Currently, congestion is monitored locally, by each algod and is not a part of consensus. So while individual algods may require higher fees, transaction processing is unaware of that requirement. Therefore, the extra fee can end up being "double spent" to execute inner transactions. This PR introduces two header fields, Load which indicates how full a particular block is, and CongestionFee which grows when the Load exceeds 50% and returns toward MinFee with less full blocks. The long term plan is that transactions must pay MinFee + CongestionFee (which we'll call BaseFee) to send a transaction. A group indicates its willingness to be charged BaseFee per transactions by including a new transaction field, CostIncrement in the transaction header. This is an amount, in MicroAlgos that the group is willing to be charged for each transaction, including inners. It is not added to the transaction's Fee though. Instead, the group is stating that the fees it has included will be sufficient if, during evaluation, each transaction is charged at the higher rate.
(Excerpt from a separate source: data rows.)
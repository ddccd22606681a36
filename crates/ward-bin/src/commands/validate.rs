// SPDX-License-Identifier: PolyForm-Noncommercial-1.0.0
// Copyright (c) 2025 Sylvex. All rights reserved.

//! Implementation of the `validate` command.

use ward_config::WardConfig;

use crate::cli::{Cli, OutputFormat, ValidateArgs};
use crate::commands::open_registry;
use crate::error::{BinError, BinResult};

/// Loads the configuration and every scope, then reports what was found.
pub fn validate(cli: &Cli, config: &WardConfig, args: ValidateArgs) -> BinResult<()> {
    let registry = open_registry(config)?;
    // a second pass collects the per-document warnings
    let reports = registry.reload_all()?;

    let warnings: Vec<String> = reports
        .iter()
        .flat_map(|report| {
            report
                .warnings()
                .iter()
                .map(move |w| format!("{}: {}", report.path().display(), w))
        })
        .collect();

    let scopes: Vec<(String, String)> = registry
        .scope_names()
        .into_iter()
        .map(|name| {
            let mode = match (
                registry.has_groups_mirror(&name),
                registry.has_users_mirror(&name),
            ) {
                (true, true) => "full mirror",
                (true, false) => "groups mirrored",
                (false, true) => "users mirrored",
                (false, false) => "own data",
            };
            (name, mode.to_string())
        })
        .collect();

    match args.format {
        OutputFormat::Text => {
            println!("✓ Data tree is valid: {}", cli.config.display());
            println!();
            println!("Summary:");
            println!("  Scopes root:   {}", config.data.scopes_path().display());
            println!("  Default scope: {}", registry.default_scope_name());
            println!("  Global groups: {}", registry.global().read().len());
            println!();
            println!("Scopes:");
            for (name, mode) in &scopes {
                println!("  {:<24} {}", name, mode);
            }

            if !warnings.is_empty() {
                println!();
                println!("Warnings:");
                for warning in &warnings {
                    println!("  ⚠ {}", warning);
                }
            }
        }
        OutputFormat::Json => {
            let output = serde_json::json!({
                "valid": true,
                "config_path": cli.config.display().to_string(),
                "default_scope": registry.default_scope_name(),
                "global_groups": registry.global().read().len(),
                "scopes": scopes
                    .iter()
                    .map(|(name, mode)| serde_json::json!({ "name": name, "mode": mode }))
                    .collect::<Vec<_>>(),
                "warnings": warnings,
            });
            println!("{}", serde_json::to_string_pretty(&output).unwrap_or_default());
        }
    }

    if args.strict && !warnings.is_empty() {
        return Err(BinError::config(format!(
            "Strict mode: {} warning(s) found",
            warnings.len()
        )));
    }

    Ok(())
}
For now, concessions are being made to roll out congestion pricing over multiple consensus releases. The concession is this: Transactions will be dropped when they arrive at algod if the current block's CongestionFee is higher than the submitted group's CostIncrement, but groups will not be dropped at evaluation time unless they fail to included enough Fee for their stated CostIncrement. The result of this policy is that once a group is admitted to the transaction queue, it will not be dropped simply because the congestion has increased, but the group has not gotten into a block yet. However, groups that were only admitted because they included a sufficient CostIncrement will still be held to that standard.
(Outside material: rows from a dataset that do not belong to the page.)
#![allow(clippy::unwrap_used)]
//! Expiration scheduler on the paused tokio clock.

use discovery_protocol::utils::ExpirationScheduler;
use parking_lot::Mutex;
use std::sync::atomic::{AtomicUsize, Ordering};
use std::sync::Arc;
use std::time::Duration;
use tokio::time::{sleep, Instant};
use tokio_util::sync::CancellationToken;

fn counter() -> (Arc<AtomicUsize>, impl Fn() -> Box<dyn FnOnce() + Send>) {
    let count = Arc::new(AtomicUsize::new(0));
    let handle = Arc::clone(&count);
    let make = move || {
        let count = Arc::clone(&handle);
        Box::new(move || {
            count.fetch_add(1, Ordering::SeqCst);
        }) as Box<dyn FnOnce() + Send>
    };
    (count, make)
}

#[tokio::test(start_paused = true)]
async fn test_rescheduling_debounces() {
    let scheduler = ExpirationScheduler::new("debounce", CancellationToken::new());
    let (fired, action) = counter();

    // touched every second for five seconds with a three second deadline
    for _ in 0..5 {
        scheduler.schedule("peer", Duration::from_secs(3), action());
        sleep(Duration::from_secs(1)).await;
    }
    assert_eq!(fired.load(Ordering::SeqCst), 0);

    sleep(Duration::from_millis(1900)).await;
    assert_eq!(fired.load(Ordering::SeqCst), 0);
    sleep(Duration::from_millis(200)).await;
    assert_eq!(fired.load(Ordering::SeqCst), 1);

    sleep(Duration::from_secs(10)).await;
    assert_eq!(fired.load(Ordering::SeqCst), 1);
}

#[tokio::test(start_paused = true)]
async fn test_keys_fire_in_deadline_order() {
    let scheduler = ExpirationScheduler::new("order", CancellationToken::new());
    let order = Arc::new(Mutex::new(Vec::new()));
    for (key, secs) in [(3u8, 3u64), (1, 1), (2, 2)] {
        let order = Arc::clone(&order);
        scheduler.schedule(key, Duration::from_secs(secs), move || order.lock().push(key));
    }
    assert_eq!(scheduler.len(), 3);

    sleep(Duration::from_secs(4)).await;
    assert_eq!(*order.lock(), vec![1, 2, 3]);
    assert!(scheduler.is_empty());
}

#[tokio::test(start_paused = true)]
async fn test_action_may_reschedule_its_key() {
    let scheduler = Arc::new(ExpirationScheduler::new("again", CancellationToken::new()));
    let fired = Arc::new(Mutex::new(Vec::new()));

    let inner = Arc::clone(&scheduler);
    let log = Arc::clone(&fired);
    let start = Instant::now();
    scheduler.schedule(7u32, Duration::from_secs(1), move || {
        log.lock().push(start.elapsed().as_secs());
        let log = Arc::clone(&log);
        inner.schedule(7u32, Duration::from_secs(1), move || {
            log.lock().push(start.elapsed().as_secs());
        });
    });

    sleep(Duration::from_millis(2500)).await;
    assert_eq!(*fired.lock(), vec![1, 2]);
    assert!(!scheduler.contains(&7));
}

#[tokio::test(start_paused = true)]
async fn test_cancel_and_stop_discard_actions() {
    let scheduler = ExpirationScheduler::new("discard", CancellationToken::new());
    let (fired, action) = counter();

    scheduler.schedule(1u8, Duration::from_secs(1), action());
    scheduler.schedule(2u8, Duration::from_secs(1), action());
    assert!(scheduler.cancel(&1));
    scheduler.stop();
    assert!(scheduler.is_empty());

    // scheduling after stop is ignored
    scheduler.schedule(3u8, Duration::from_secs(1), action());
    sleep(Duration::from_secs(5)).await;
    assert_eq!(fired.load(Ordering::SeqCst), 0);
    assert!(scheduler.is_empty());
}

#[tokio::test(start_paused = true)]
async fn test_parent_token_stops_driver() {
    let parent = CancellationToken::new();
    let scheduler = ExpirationScheduler::new("child", parent.child_token());
    let (fired, action) = counter();

    scheduler.schedule(1u8, Duration::from_secs(2), action());
    parent.cancel();
    sleep(Duration::from_secs(5)).await;
    assert_eq!(fired.load(Ordering::SeqCst), 0);
}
This means that congestion is still outside the protocol, but the groundwork was been laid to first track congestion in protocol, and eventually enforce it at evaluation time.
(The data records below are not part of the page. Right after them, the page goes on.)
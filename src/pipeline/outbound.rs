//! Handlers of the outbound chain: task or reply in, datagram out.

use crate::error::{constants, DiscoveryError};
use crate::pipeline::{Envelope, EnvelopeHandler, PipelineContext};
use crate::protocol::session::SessionKey;
use crate::protocol::task::{build_request, InFlightRequest};
use crate::transport::OutboundPacket;
use bytes::Bytes;
use std::sync::Arc;
use tokio::sync::mpsc::error::TrySendError;
use tracing::{trace, warn};

/// Validates a caller task and names the session it goes to.
pub struct TaskIntake;

impl EnvelopeHandler for TaskIntake {
    fn name(&self) -> &'static str {
        "TaskIntake"
    }

    fn handle(&self, envelope: &mut Envelope) {
        if envelope.is_bad() || envelope.session.is_some() || envelope.session_lookup.is_some() {
            return;
        }
        let Some(task) = &envelope.task else {
            return;
        };
        if let Err(e) = task.validate() {
            envelope.fail_task(e);
            return;
        }

        let target = envelope
            .node
            .as_ref()
            .and_then(|node| Some((node.node_id(), node.udp_address()?)));
        match target {
            Some((node_id, addr)) => {
                envelope.session_lookup = Some(SessionKey::new(node_id, addr));
            }
            None => envelope.fail_task(DiscoveryError::InvalidRecord(
                constants::ERR_NO_ADDRESS.into(),
            )),
        }
    }
}

/// Turns the task into a request and registers it as in flight.
pub struct RequestRegistration {
    context: Arc<PipelineContext>,
}

impl RequestRegistration {
    pub fn new(context: Arc<PipelineContext>) -> Self {
        Self { context }
    }
}

impl EnvelopeHandler for RequestRegistration {
    fn name(&self) -> &'static str {
        "RequestRegistration"
    }

    fn handle(&self, envelope: &mut Envelope) {
        if envelope.is_bad() {
            return;
        }
        let (Some(session), Some(completion)) = (envelope.session.clone(), envelope.completion.clone())
        else {
            return;
        };
        let Some(task) = envelope.task.take() else {
            return;
        };

        let (message, request_id) = match build_request(&task, self.context.local.seq()) {
            Ok(built) => built,
            Err(e) => {
                envelope.fail_task(e);
                return;
            }
        };
        let request = InFlightRequest::new(request_id.clone(), task, message.clone(), completion);
        if let Err(e) = session.lock().register_request(request) {
            envelope.fail_task(e);
            return;
        }

        self.context
            .schedule_request_timeout(*session.key(), request_id.clone());
        self.context.metrics.request_sent();
        trace!(session = %session.key(), %request_id, "Request registered");
        envelope.message = Some(message);
        envelope.request_id = Some(request_id);
    }
}

/// Seals the message for its session, or wraps it in a decoy when no keys exist yet.
pub struct MessageEncoder {
    context: Arc<PipelineContext>,
}

impl MessageEncoder {
    pub fn new(context: Arc<PipelineContext>) -> Self {
        Self { context }
    }
}

impl EnvelopeHandler for MessageEncoder {
    fn name(&self) -> &'static str {
        "MessageEncoder"
    }

    fn handle(&self, envelope: &mut Envelope) {
        if envelope.is_bad() || envelope.packet.is_some() {
            return;
        }
        let Some(session) = envelope.session.clone() else {
            return;
        };
        let Some(message) = envelope.message.take() else {
            return;
        };

        let mut guard = session.lock();
        match guard.seal(&message, self.context.local.id()) {
            Ok(packet) => {
                if let Some(request_id) = &envelope.request_id {
                    guard.note_request_nonce(request_id, *packet.nonce());
                    self.context
                        .registry
                        .index_nonce(*packet.nonce(), *session.key());
                }
                envelope.packet = Some(packet);
            }
            Err(e) => {
                if let Some(request) = envelope
                    .request_id
                    .as_ref()
                    .and_then(|id| guard.take_request(id))
                {
                    self.context
                        .finish_request(session.key(), &request.request_id, request.nonce.as_ref());
                }
                envelope.mark_bad_message(e);
            }
        }
    }
}

/// Masks the packet for the session's peer and hands it to the transport.
pub struct OutgoingParcelHandler {
    context: Arc<PipelineContext>,
}

impl OutgoingParcelHandler {
    pub fn new(context: Arc<PipelineContext>) -> Self {
        Self { context }
    }
}

impl EnvelopeHandler for OutgoingParcelHandler {
    fn name(&self) -> &'static str {
        "OutgoingParcelHandler"
    }

    fn handle(&self, envelope: &mut Envelope) {
        if envelope.is_bad() {
            return;
        }
        let (Some(session), Some(packet)) = (&envelope.session, envelope.packet.take()) else {
            return;
        };

        let key = *session.key();
        let outgoing = OutboundPacket {
            bytes: Bytes::from(packet.encode(&key.node_id)),
            destination: key.addr,
        };
        let size = outgoing.bytes.len() as u64;
        match self.context.transport.try_send(outgoing) {
            Ok(()) => {
                self.context.metrics.packet_sent(size);
                trace!(session = %key, size, "Packet queued for transport");
            }
            Err(TrySendError::Full(_)) => {
                self.context.metrics.envelope_dropped();
                warn!(session = %key, "Transport queue full, dropping packet");
            }
            Err(TrySendError::Closed(_)) => {
                envelope.mark_bad_packet(DiscoveryError::ServiceStopped);
            }
        }
    }
}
Why don't we enforce it with this update? Because it would lead to an ugly pathology. Suppose there is no congestion. Lots of transactions arrive with MinFee fees, and no CostIncrement. As soon as one block is created that's more than 1/2 full, the next block would demand a CostIncrement so all those sent transactions would be dropped. We'd have an empty block, congestion would go down, and then a bunch of MinFee transactions would be sent again.

To avoid that problem will require some sort of "pay-as-you-go" or "refund" model. Transactions will need to specify that they are willing to pay more, but only if there's congestion that demands it. If congestion is less than they have indicated their willingness to pay, they will keep this part of their fee. To avoid backward incompatible changes, we will leave Fee to mean, "I always pay this fee". There will need to be a new field, perhaps RefundableFee, which does not necessarily go to the fee sink. There are several issues with that change, so prudence leads us to put that off a bit. Which transactions receive the refund, if the fee is split among transactions? How can logicsigs be protected from unintentional spend? Do apps need similar protection?

So: the short term solution for this PR and the next consensus release is to only enforce the changing congestion value at ingress, then lock that choice in for checking during evaluation even if the congestion level changes. This gives the community time to understand the new congestion model, since it will appear in the block. Wallets and such can begin to offer recommended fees.

While in this code, EnableFeePooling is eliminated as a consensus parameter. Since it is strictly more permissive, we can simply assume it has always been true.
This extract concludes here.